The 2020 IUPAC-Richter Prize in Medicinal Chemistry has been awarded to John Macor, PhD, Global Head Integrated Drug Discovery, Sanofi


Dr. Macor received the award in recognition of his outstanding creative contributions in the field of medicinal chemistry research on drugs for the treatment of migraine. John's improvements to the triptan core structure fueled the discovery of an effective drug within the class that displayed superior pharmacokinetics compared to the flagship triptan drug at that time, sumatriptan. John Macor is a co-discoverer of two advanced clinical candidates within a new class of small-molecule anti-migraine drugs, the calcitonin gene-related peptide (CGRP) inhibitors. One of these is currently under approval review by the FDA. John Macor's contributions to drug design and consistent support of medicinal chemistry have earned him this prestigious prize.

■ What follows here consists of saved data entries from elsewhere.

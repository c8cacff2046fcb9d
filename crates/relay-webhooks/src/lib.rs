//! Webhook subscription registry and delivery engine.
//!
//! Subscribers register HTTPS endpoints with an event-type filter and a
//! signing secret. Transaction state changes fan out into per-target
//! delivery rows which are POSTed with HMAC signatures, retried with
//! jittered exponential backoff and dead-lettered once the
//! per-subscription attempt ceiling is reached.

pub mod config;
pub mod consumers;
pub mod crypto;
pub mod delivery;
pub mod error;
pub mod handlers;
pub mod models;
pub mod router;
pub mod schedulers;
pub mod subscription;
pub mod validation;

pub use config::WebhookConfig;
pub use consumers::{TransactionEventHandler, WebhookEventHandler};
pub use delivery::DeliveryService;
pub use error::WebhookError;
pub use router::{webhooks_router, WebhooksState};
pub use schedulers::WebhookSchedulers;
pub use subscription::SubscriptionService;
//! Error types for the event transport.

use thiserror::Error;

#[derive(Debug, Error)]
pub enum EventError {
    #[error("Missing configuration: {var}")]
    ConfigMissing { var: String },

    #[error("Invalid configuration for {var}: {reason}")]
    ConfigInvalid { var: String, reason: String },

    #[error("Failed to connect to broker {broker}: {cause}")]
    ConnectionFailed { broker: String, cause: String },

    #[error("Failed to publish to {topic}: {cause}")]
    PublishFailed { topic: String, cause: String },

    #[error("Failed to serialize event: {0}")]
    Serialization(#[from] serde_json::Error),

    #[error("Consumer error: {cause}")]
    ConsumeFailed { cause: String },

    #[error("Database error: {0}")]
    Database(#[from] sqlx::Error),
}
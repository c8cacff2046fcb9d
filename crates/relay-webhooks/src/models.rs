//! Request/response types for the webhook admin surface.

use chrono::{DateTime, Utc};
use serde::{Deserialize, Serialize};
use utoipa::{IntoParams, ToSchema};
use uuid::Uuid;
use validator::Validate;

use relay_core::EventType;
use relay_db::models::{WebhookDelivery, WebhookSubscription};

/// Request body for registering a webhook subscription.
#[derive(Debug, Clone, Deserialize, Validate, ToSchema)]
#[serde(rename_all = "camelCase")]
pub struct RegisterWebhookRequest {
    #[validate(length(min = 1, max = 100, message = "Origin system must be 1-100 characters"))]
    pub origin_system: String,

    #[validate(length(min = 10, max = 2000, message = "URL must be 10-2000 characters"))]
    pub callback_url: String,

    /// Event types this subscription receives; must be non-empty.
    pub events: Vec<String>,

    /// Optional caller-chosen signing token; generated when absent.
    #[validate(length(max = 255, message = "Token cannot exceed 255 characters"))]
    pub security_token: Option<String>,

    pub max_retries: Option<i32>,

    #[validate(length(max = 1000, message = "Description cannot exceed 1000 characters"))]
    pub description: Option<String>,

    #[validate(email(message = "Invalid contact email"))]
    pub contact_email: Option<String>,
}

/// Request body for updating a subscription; absent fields keep their
/// stored values.
#[derive(Debug, Clone, Deserialize, Validate, ToSchema)]
#[serde(rename_all = "camelCase")]
pub struct UpdateWebhookRequest {
    #[validate(length(min = 10, max = 2000, message = "URL must be 10-2000 characters"))]
    pub callback_url: Option<String>,

    pub events: Option<Vec<String>>,

    #[validate(length(max = 255, message = "Token cannot exceed 255 characters"))]
    pub security_token: Option<String>,

    pub is_active: Option<bool>,
    pub max_retries: Option<i32>,

    #[validate(length(max = 1000, message = "Description cannot exceed 1000 characters"))]
    pub description: Option<String>,

    #[validate(email(message = "Invalid contact email"))]
    pub contact_email: Option<String>,
}

/// Subscription representation without secret material.
#[derive(Debug, Clone, Serialize, ToSchema)]
#[serde(rename_all = "camelCase")]
pub struct WebhookSubscriptionResponse {
    pub id: Uuid,
    pub origin_system: String,
    pub callback_url: String,
    pub events: Vec<String>,
    pub is_active: bool,
    pub max_retries: i32,
    #[serde(skip_serializing_if = "Option::is_none")]
    pub description: Option<String>,
    #[serde(skip_serializing_if = "Option::is_none")]
    pub contact_email: Option<String>,
    pub created_at: DateTime<Utc>,
    pub updated_at: DateTime<Utc>,
    #[serde(skip_serializing_if = "Option::is_none")]
    pub last_success_at: Option<DateTime<Utc>>,
    #[serde(skip_serializing_if = "Option::is_none")]
    pub last_failure_at: Option<DateTime<Utc>>,
    pub success_count: i64,
    pub failure_count: i64,
}

impl From<WebhookSubscription> for WebhookSubscriptionResponse {
    fn from(sub: WebhookSubscription) -> Self {
        let events = sub.event_names();
        Self {
            id: sub.id,
            origin_system: sub.origin_system,
            callback_url: sub.callback_url,
            events,
            is_active: sub.is_active,
            max_retries: sub.max_retries,
            description: sub.description,
            contact_email: sub.contact_email,
            created_at: sub.created_at,
            updated_at: sub.updated_at,
            last_success_at: sub.last_success_at,
            last_failure_at: sub.last_failure_at,
            success_count: sub.success_count,
            failure_count: sub.failure_count,
        }
    }
}

/// Registration response; the only place the plaintext token appears.
#[derive(Debug, Clone, Serialize, ToSchema)]
#[serde(rename_all = "camelCase")]
pub struct RegisterWebhookResponse {
    #[serde(flatten)]
    pub subscription: WebhookSubscriptionResponse,
    pub security_token: String,
}

/// One delivery attempt-stream.
#[derive(Debug, Clone, Serialize, ToSchema)]
#[serde(rename_all = "camelCase")]
pub struct WebhookDeliveryResponse {
    pub id: Uuid,
    pub webhook_id: Uuid,
    #[serde(skip_serializing_if = "Option::is_none")]
    pub transaction_id: Option<Uuid>,
    pub event_type: String,
    pub delivery_status: String,
    pub attempt_count: i32,
    #[serde(skip_serializing_if = "Option::is_none")]
    pub last_attempt_at: Option<DateTime<Utc>>,
    #[serde(skip_serializing_if = "Option::is_none")]
    pub response_code: Option<i16>,
    #[serde(skip_serializing_if = "Option::is_none")]
    pub response_body: Option<String>,
    #[serde(skip_serializing_if = "Option::is_none")]
    pub error_details: Option<serde_json::Value>,
    pub created_at: DateTime<Utc>,
    pub updated_at: DateTime<Utc>,
    pub is_acknowledged: bool,
    #[serde(skip_serializing_if = "Option::is_none")]
    pub acknowledged_at: Option<DateTime<Utc>>,
    #[serde(skip_serializing_if = "Option::is_none")]
    pub acknowledgment_status: Option<String>,
    #[serde(skip_serializing_if = "Option::is_none")]
    pub next_retry_at: Option<DateTime<Utc>>,
}

impl From<WebhookDelivery> for WebhookDeliveryResponse {
    fn from(d: WebhookDelivery) -> Self {
        Self {
            id: d.id,
            webhook_id: d.webhook_id,
            transaction_id: d.transaction_id,
            event_type: d.event_type,
            delivery_status: d.delivery_status,
            attempt_count: d.attempt_count,
            last_attempt_at: d.last_attempt_at,
            response_code: d.response_code,
            response_body: d.response_body,
            error_details: d.error_details,
            created_at: d.created_at,
            updated_at: d.updated_at,
            is_acknowledged: d.is_acknowledged,
            acknowledged_at: d.acknowledged_at,
            acknowledgment_status: d.acknowledgment_status,
            next_retry_at: d.next_retry_at,
        }
    }
}

/// Query parameters for the acknowledgement callback.
#[derive(Debug, Clone, Deserialize, IntoParams)]
pub struct AcknowledgeQuery {
    #[serde(rename = "eventId")]
    pub event_id: Uuid,
    pub status: String,
}

/// Query parameters for listing subscriptions.
#[derive(Debug, Clone, Deserialize, IntoParams)]
#[serde(rename_all = "camelCase")]
pub struct ListSubscriptionsQuery {
    pub origin_system: Option<String>,
    #[serde(default = "default_limit")]
    pub limit: i64,
    #[serde(default)]
    pub offset: i64,
}

/// Query parameters for listing deliveries.
#[derive(Debug, Clone, Deserialize, IntoParams)]
pub struct ListDeliveriesQuery {
    #[serde(default = "default_limit")]
    pub limit: i64,
    #[serde(default)]
    pub offset: i64,
}

fn default_limit() -> i64 {
    20
}

/// Information about a supported event type.
#[derive(Debug, Clone, Serialize, ToSchema)]
#[serde(rename_all = "camelCase")]
pub struct EventTypeInfo {
    pub event_type: String,
    pub description: String,
}

/// All supported event types, for discovery.
#[must_use]
pub fn event_type_catalog() -> Vec<EventTypeInfo> {
    EventType::all()
        .into_iter()
        .map(|et| EventTypeInfo {
            event_type: et.as_str().to_string(),
            description: et.description().to_string(),
        })
        .collect()
}

#[cfg(test)]
mod tests {
    use super::*;

    #[test]
    fn test_event_type_catalog_is_complete() {
        assert_eq!(event_type_catalog().len(), 13);
    }

    #[test]
    fn test_register_request_validation() {
        let request = RegisterWebhookRequest {
            origin_system: "billing".into(),
            callback_url: "https://example.com/hooks".into(),
            events: vec!["TransactionCompleted".into()],
            security_token: None,
            max_retries: None,
            description: None,
            contact_email: Some("ops@example.com".into()),
        };
        assert!(request.validate().is_ok());

        let bad_email = RegisterWebhookRequest {
            contact_email: Some("not-an-email".into()),
            ..request
        };
        assert!(bad_email.validate().is_err());
    }
}
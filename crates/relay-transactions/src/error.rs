//! Error types for transaction operations.

use thiserror::Error;
use uuid::Uuid;

use relay_core::TransactionStatus;

#[derive(Debug, Error)]
pub enum TransactionError {
    #[error("Transaction not found: {0}")]
    NotFound(Uuid),

    #[error("Duplicate transaction {id} in status {status}")]
    Duplicate { id: Uuid, status: TransactionStatus },

    #[error("Illegal transition from {from} to {to} for transaction {id}")]
    IllegalTransition {
        id: Uuid,
        from: TransactionStatus,
        to: TransactionStatus,
    },

    #[error("Corrupt status column for transaction {id}: {raw}")]
    CorruptStatus { id: Uuid, raw: String },

    #[error("Invalid request: {0}")]
    Validation(String),

    #[error("A monitoring pass is already in progress")]
    SweepInProgress,

    #[error("Database error: {0}")]
    Database(#[from] sqlx::Error),

    #[error("Event serialization error: {0}")]
    Serialization(#[from] serde_json::Error),
}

The IUPAC-Richter Prize, comprising a plaque and a check for USD 10,000, will be presented at the XXVI EFMC-ISMC International Symposium on Medicinal Chemistry to be held in Basel, Switzerland (September 6 - 10). The plaque will be signed by Professor Christopher M.A. Brett, President of IUPAC, Gábor Orbán, Chief Executive Officer of Gedeon Richter Plc (Budapest, Hungary), and Professor János Fischer, Chair of the IUPAC-Richter Prize selection committee. John Macor will present an acceptance lecture at this Symposium and a second lecture at the 37th ACS National Medicinal Chemistry Symposium to be held in New York (June 28-July 1).


Dr. Macor earned his Ph.D. degree at Princeton University with Professor E.C. Taylor in 1986. His career has spanned four decades and four different pharmaceutical companies. John began his career at Pfizer in 1986 where he was engaged in a variety of CNS drug discovery efforts.  He moved to Astra Arcus in 1994 and focused on cholinergic drug discovery, John then moved to Bristol-Myers Squibb in 1997, where he started in cardiovascular research before transitioning to neuroscience in 2001 and immunoinflammatory research in 2013. In October 2016, he accepted the role as Global Head Integrated Drug Discovery for Sanofi.



IUPAC was formed in 1919 by chemists from industry and academia. For more than 100 years, the Union has succeeded in fostering worldwide communications in the chemical sciences and in uniting academic, industrial and public sector chemistry in a common language. IUPAC is recognized as the world authority on chemical nomenclature, terminology, standardized methods for measurement, atomic weights and many other critically evaluated data. In more recent years, IUPAC has been proactive in establishing a wide range of conferences and projects designed to promote and stimulate modern developments in chemistry, and also to assist in aspects of chemical education and the public understanding of chemistry.  More information about IUPAC and its activities is available at

About Richter

Gedeon Richter Plc. (, headquartered in Budapest, Hungary, is a major pharmaceutical company in Central Eastern Europe, with an expanding direct presence in Western Europe, China and Latin America. Having reached a market capitalisation of EUR 3.2 billion (USD 3.6 billion) by the end of 2018, Richter's consolidated sales were approximately EUR 1.4 billion (USD 1.6 billion) during that year. The product portfolio of Richter covers many important therapeutic areas, including Women's Healthcare, Neuroscience and Cardiovascular medicine. Having the largest R&D unit in Central Eastern Europe and building upon its original focus in CNS disorders and its widely acknowledged steroid chemistry expertise, Richter has also become a significant player in the Women's Healthcare field worldwide. Richter is also active in biosimilar product development.